- **MATERIAL PROVIDED**
=====

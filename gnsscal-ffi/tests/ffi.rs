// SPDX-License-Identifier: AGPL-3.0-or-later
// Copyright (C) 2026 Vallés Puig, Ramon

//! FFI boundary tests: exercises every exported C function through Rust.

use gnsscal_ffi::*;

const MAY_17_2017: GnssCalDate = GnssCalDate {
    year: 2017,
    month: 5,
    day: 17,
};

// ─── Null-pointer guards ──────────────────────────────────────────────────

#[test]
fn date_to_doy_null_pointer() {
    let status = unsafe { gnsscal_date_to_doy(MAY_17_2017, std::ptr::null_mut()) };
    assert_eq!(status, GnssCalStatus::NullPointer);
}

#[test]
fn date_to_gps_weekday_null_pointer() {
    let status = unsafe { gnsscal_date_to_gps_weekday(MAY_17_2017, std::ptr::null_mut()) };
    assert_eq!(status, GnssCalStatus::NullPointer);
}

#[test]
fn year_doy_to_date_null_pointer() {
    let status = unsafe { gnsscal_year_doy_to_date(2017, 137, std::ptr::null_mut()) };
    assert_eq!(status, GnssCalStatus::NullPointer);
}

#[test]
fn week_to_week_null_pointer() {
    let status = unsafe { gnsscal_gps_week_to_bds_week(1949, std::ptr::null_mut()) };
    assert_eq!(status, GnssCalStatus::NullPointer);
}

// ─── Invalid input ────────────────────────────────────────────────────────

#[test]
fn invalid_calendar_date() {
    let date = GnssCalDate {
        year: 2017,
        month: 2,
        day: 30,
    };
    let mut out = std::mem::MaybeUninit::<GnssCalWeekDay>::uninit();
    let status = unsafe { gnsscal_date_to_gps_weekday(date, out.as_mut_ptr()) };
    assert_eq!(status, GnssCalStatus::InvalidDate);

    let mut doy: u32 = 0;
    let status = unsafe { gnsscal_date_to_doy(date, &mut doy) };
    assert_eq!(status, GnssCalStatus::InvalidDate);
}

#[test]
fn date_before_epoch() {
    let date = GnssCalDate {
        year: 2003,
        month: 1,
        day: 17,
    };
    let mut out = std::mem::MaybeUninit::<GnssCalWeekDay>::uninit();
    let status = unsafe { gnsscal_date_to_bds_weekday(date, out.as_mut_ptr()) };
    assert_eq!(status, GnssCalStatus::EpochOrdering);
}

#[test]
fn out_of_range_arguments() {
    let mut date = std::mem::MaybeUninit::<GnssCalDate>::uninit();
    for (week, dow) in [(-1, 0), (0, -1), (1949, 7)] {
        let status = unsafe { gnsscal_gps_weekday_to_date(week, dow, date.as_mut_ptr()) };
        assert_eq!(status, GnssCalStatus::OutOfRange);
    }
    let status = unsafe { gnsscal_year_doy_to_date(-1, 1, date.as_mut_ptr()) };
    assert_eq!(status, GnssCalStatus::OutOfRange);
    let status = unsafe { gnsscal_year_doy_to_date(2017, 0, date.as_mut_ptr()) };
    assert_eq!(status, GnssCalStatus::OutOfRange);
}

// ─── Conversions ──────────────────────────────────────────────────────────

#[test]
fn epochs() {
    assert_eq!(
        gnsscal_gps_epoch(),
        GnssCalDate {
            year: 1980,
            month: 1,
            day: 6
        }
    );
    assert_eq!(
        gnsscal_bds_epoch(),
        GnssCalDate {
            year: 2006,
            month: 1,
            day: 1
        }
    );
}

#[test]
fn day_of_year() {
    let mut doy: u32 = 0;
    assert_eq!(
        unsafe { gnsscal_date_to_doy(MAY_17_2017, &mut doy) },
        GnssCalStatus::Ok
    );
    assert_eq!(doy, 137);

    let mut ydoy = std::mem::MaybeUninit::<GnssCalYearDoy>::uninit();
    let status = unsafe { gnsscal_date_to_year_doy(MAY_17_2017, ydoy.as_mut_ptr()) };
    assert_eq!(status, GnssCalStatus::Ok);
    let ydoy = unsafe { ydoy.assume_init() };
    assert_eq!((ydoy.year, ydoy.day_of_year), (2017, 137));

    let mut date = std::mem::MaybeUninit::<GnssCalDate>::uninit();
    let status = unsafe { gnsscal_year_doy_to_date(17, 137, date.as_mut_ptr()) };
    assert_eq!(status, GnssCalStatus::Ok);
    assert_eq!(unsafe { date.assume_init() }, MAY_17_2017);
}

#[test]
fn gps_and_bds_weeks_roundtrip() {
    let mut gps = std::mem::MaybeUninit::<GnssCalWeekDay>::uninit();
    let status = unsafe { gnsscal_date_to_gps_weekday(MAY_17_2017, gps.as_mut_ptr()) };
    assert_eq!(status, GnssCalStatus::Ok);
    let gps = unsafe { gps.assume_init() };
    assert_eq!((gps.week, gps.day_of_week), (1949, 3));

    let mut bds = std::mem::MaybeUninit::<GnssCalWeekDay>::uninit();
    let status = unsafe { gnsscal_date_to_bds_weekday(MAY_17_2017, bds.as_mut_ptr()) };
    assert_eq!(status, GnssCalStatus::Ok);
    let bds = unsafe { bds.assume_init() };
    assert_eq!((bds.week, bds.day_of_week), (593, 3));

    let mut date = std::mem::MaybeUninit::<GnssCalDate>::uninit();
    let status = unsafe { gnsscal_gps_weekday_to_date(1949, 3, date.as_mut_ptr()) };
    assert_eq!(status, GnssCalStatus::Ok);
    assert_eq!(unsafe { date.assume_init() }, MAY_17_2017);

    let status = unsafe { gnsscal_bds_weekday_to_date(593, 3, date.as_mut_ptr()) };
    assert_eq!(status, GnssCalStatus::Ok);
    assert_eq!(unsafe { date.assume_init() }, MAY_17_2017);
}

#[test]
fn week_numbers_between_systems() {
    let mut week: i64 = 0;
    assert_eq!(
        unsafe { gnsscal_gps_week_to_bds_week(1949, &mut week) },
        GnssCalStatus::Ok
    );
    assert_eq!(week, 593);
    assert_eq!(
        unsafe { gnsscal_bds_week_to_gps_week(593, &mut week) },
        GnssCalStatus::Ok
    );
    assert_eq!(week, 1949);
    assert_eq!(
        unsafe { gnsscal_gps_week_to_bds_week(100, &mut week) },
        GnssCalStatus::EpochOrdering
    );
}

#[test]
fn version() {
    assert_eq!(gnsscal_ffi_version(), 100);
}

=====

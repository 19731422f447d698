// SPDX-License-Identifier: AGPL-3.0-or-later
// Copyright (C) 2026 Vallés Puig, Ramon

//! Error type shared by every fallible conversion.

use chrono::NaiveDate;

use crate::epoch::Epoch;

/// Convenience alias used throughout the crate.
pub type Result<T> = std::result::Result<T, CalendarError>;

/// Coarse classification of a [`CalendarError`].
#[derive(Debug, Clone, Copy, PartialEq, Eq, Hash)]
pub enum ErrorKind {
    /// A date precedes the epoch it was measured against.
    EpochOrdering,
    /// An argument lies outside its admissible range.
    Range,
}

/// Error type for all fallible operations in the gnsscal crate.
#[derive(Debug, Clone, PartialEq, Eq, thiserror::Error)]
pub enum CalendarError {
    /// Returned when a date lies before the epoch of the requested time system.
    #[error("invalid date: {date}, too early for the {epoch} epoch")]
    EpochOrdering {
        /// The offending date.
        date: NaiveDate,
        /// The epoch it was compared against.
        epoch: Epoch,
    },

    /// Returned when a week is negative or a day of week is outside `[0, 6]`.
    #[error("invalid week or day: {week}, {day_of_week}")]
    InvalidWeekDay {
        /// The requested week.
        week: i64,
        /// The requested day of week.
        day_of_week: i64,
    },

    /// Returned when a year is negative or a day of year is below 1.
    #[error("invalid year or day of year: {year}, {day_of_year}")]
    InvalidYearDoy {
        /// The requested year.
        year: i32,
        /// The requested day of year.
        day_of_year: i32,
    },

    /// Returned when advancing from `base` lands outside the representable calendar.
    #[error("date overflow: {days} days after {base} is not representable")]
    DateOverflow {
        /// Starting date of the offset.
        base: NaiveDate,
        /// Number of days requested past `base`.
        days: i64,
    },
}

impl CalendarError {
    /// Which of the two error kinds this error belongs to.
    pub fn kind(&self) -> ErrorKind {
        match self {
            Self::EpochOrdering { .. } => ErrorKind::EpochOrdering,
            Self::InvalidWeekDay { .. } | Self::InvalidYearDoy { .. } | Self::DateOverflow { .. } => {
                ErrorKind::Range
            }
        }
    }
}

=====

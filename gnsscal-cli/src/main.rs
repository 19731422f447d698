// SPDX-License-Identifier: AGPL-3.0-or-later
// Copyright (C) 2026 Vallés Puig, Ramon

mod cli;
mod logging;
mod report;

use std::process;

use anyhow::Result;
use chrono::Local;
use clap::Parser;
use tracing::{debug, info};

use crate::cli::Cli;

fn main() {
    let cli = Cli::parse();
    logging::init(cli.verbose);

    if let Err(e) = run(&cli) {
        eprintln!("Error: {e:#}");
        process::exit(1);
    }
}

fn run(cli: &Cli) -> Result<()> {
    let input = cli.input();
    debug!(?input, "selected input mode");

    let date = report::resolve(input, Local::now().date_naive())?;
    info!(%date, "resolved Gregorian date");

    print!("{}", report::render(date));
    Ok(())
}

=====

- **WHAT TO WORK ON**
Wherever the word "ydoy" appears in the entries above, copy that line.

- **SOLUTION FOR THIS PROBLEM**
    let mut ydoy = std::mem::MaybeUninit::<GnssCalYearDoy>::uninit();
    let status = unsafe { gnsscal_date_to_year_doy(MAY_17_2017, ydoy.as_mut_ptr()) };
    let ydoy = unsafe { ydoy.assume_init() };
    assert_eq!((ydoy.year, ydoy.day_of_year), (2017, 137));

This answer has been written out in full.